RECORDS SHOWN: Begin
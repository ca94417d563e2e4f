use std::io::Write;

use chrono::Utc;
use tracker::{query::group_track_by_day, source::TrackSource};

use super::{window_start, Console, HISTORY_MAX_POINTS};
use crate::{args::HistoryArgs, error::CliError, format};

pub async fn run<T, O, E>(
    source: &T,
    args: &HistoryArgs,
    console: &mut Console<O, E>,
) -> Result<(), CliError>
where
    T: TrackSource,
    O: Write,
    E: Write,
{
    let since = window_start(Utc::now(), args.hours)?;

    let out = &mut console.out;
    writeln!(
        out,
        "Route history for {} (last {} hours):\n",
        args.vehicle, args.hours
    )?;

    let track = source.track_since(since, Some(&args.vehicle)).await;
    let history = group_track_by_day(track, HISTORY_MAX_POINTS);
    if history.total == 0 {
        return Err(CliError::NoHistory {
            vehicle: args.vehicle.clone(),
        });
    }

    writeln!(out, "Found {} GPS points:\n", history.total)?;
    for group in &history.days {
        writeln!(out, "{}", format::day_label(group.day))?;
        for point in &group.points {
            writeln!(out, "{}", format::track_line(point))?;
        }
    }
    if history.remaining > 0 {
        writeln!(out, "\n  ... and {} more points", history.remaining)?;
    }

    Ok(())
}
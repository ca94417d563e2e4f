use std::fmt;

use utility::geo::haversine_distance_miles;

pub mod track;
pub mod vehicle;

/// A resolved reference location in decimal degrees.
#[derive(Debug, Clone, Copy, PartialEq)]
pub struct GeoPoint {
    pub latitude: f64,
    pub longitude: f64,
}

impl GeoPoint {
    pub fn new(latitude: f64, longitude: f64) -> Self {
        Self {
            latitude,
            longitude,
        }
    }

    pub fn distance_miles_to(&self, other: &GeoPoint) -> f64 {
        haversine_distance_miles(
            self.latitude,
            self.longitude,
            other.latitude,
            other.longitude,
        )
    }
}

impl fmt::Display for GeoPoint {
    fn fmt(&self, f: &mut fmt::Formatter<'_>) -> fmt::Result {
        write!(f, "{:.4}, {:.4}", self.latitude, self.longitude)
    }
}

/// Anything that may carry a usable position.
pub trait Located {
    fn location(&self) -> Option<GeoPoint>;

    fn with_distance_to(self, reference: &GeoPoint) -> Option<WithDistance<Self>>
    where
        Self: Sized,
    {
        let distance = reference.distance_miles_to(&self.location()?);
        Some(WithDistance::new(distance, self))
    }
}

#[derive(Debug, Clone)]
pub struct WithDistance<T> {
    pub distance_miles: f64,
    pub content: T,
}

impl<T> WithDistance<T> {
    pub fn new(distance_miles: f64, content: T) -> Self {
        Self {
            distance_miles,
            content,
        }
    }

    pub fn distance_feet(&self) -> f64 {
        utility::geo::miles_to_feet(self.distance_miles)
    }
}

pub(crate) fn location_of(latitude: Option<f64>, longitude: Option<f64>) -> Option<GeoPoint> {
    match (latitude, longitude) {
        (Some(latitude), Some(longitude)) if latitude.is_finite() && longitude.is_finite() => {
            Some(GeoPoint::new(latitude, longitude))
        }
        _ => None,
    }
}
RECORDS SHOWN: End
_TASK ITEM_:
Everything in the data must be repeated exactly; leave no line out.

_SOLVED EXERCISE_:
repository ca94417d563e2e4f
use std::io::Write;

use chrono::Utc;
use tracker::{query::group_track_by_day, source::TrackSource};

use super::{window_start, Console, HISTORY_MAX_POINTS};
use crate::{args::HistoryArgs, error::CliError, format};

pub async fn run<T, O, E>(
    source: &T,
    args: &HistoryArgs,
    console: &mut Console<O, E>,
) -> Result<(), CliError>
where
    T: TrackSource,
    O: Write,
    E: Write,
{
    let since = window_start(Utc::now(), args.hours)?;

    let out = &mut console.out;
    writeln!(
        out,
        "Route history for {} (last {} hours):\n",
        args.vehicle, args.hours
    )?;

    let track = source.track_since(since, Some(&args.vehicle)).await;
    let history = group_track_by_day(track, HISTORY_MAX_POINTS);
    if history.total == 0 {
        return Err(CliError::NoHistory {
            vehicle: args.vehicle.clone(),
        });
    }

    writeln!(out, "Found {} GPS points:\n", history.total)?;
    for group in &history.days {
        writeln!(out, "{}", format::day_label(group.day))?;
        for point in &group.points {
            writeln!(out, "{}", format::track_line(point))?;
        }
    }
    if history.remaining > 0 {
        writeln!(out, "\n  ... and {} more points", history.remaining)?;
    }

    Ok(())
}
repository ca94417d563e2e4f
use std::fmt;

use utility::geo::haversine_distance_miles;

pub mod track;
pub mod vehicle;

/// A resolved reference location in decimal degrees.
#[derive(Debug, Clone, Copy, PartialEq)]
pub struct GeoPoint {
    pub latitude: f64,
    pub longitude: f64,
}

impl GeoPoint {
    pub fn new(latitude: f64, longitude: f64) -> Self {
        Self {
            latitude,
            longitude,
        }
    }

    pub fn distance_miles_to(&self, other: &GeoPoint) -> f64 {
        haversine_distance_miles(
            self.latitude,
            self.longitude,
            other.latitude,
            other.longitude,
        )
    }
}

impl fmt::Display for GeoPoint {
    fn fmt(&self, f: &mut fmt::Formatter<'_>) -> fmt::Result {
        write!(f, "{:.4}, {:.4}", self.latitude, self.longitude)
    }
}

/// Anything that may carry a usable position.
pub trait Located {
    fn location(&self) -> Option<GeoPoint>;

    fn with_distance_to(self, reference: &GeoPoint) -> Option<WithDistance<Self>>
    where
        Self: Sized,
    {
        let distance = reference.distance_miles_to(&self.location()?);
        Some(WithDistance::new(distance, self))
    }
}

#[derive(Debug, Clone)]
pub struct WithDistance<T> {
    pub distance_miles: f64,
    pub content: T,
}

impl<T> WithDistance<T> {
    pub fn new(distance_miles: f64, content: T) -> Self {
        Self {
            distance_miles,
            content,
        }
    }

    pub fn distance_feet(&self) -> f64 {
        utility::geo::miles_to_feet(self.distance_miles)
    }
}

pub(crate) fn location_of(latitude: Option<f64>, longitude: Option<f64>) -> Option<GeoPoint> {
    match (latitude, longitude) {
        (Some(latitude), Some(longitude)) if latitude.is_finite() && longitude.is_finite() => {
            Some(GeoPoint::new(latitude, longitude))
        }
        _ => None,
    }
}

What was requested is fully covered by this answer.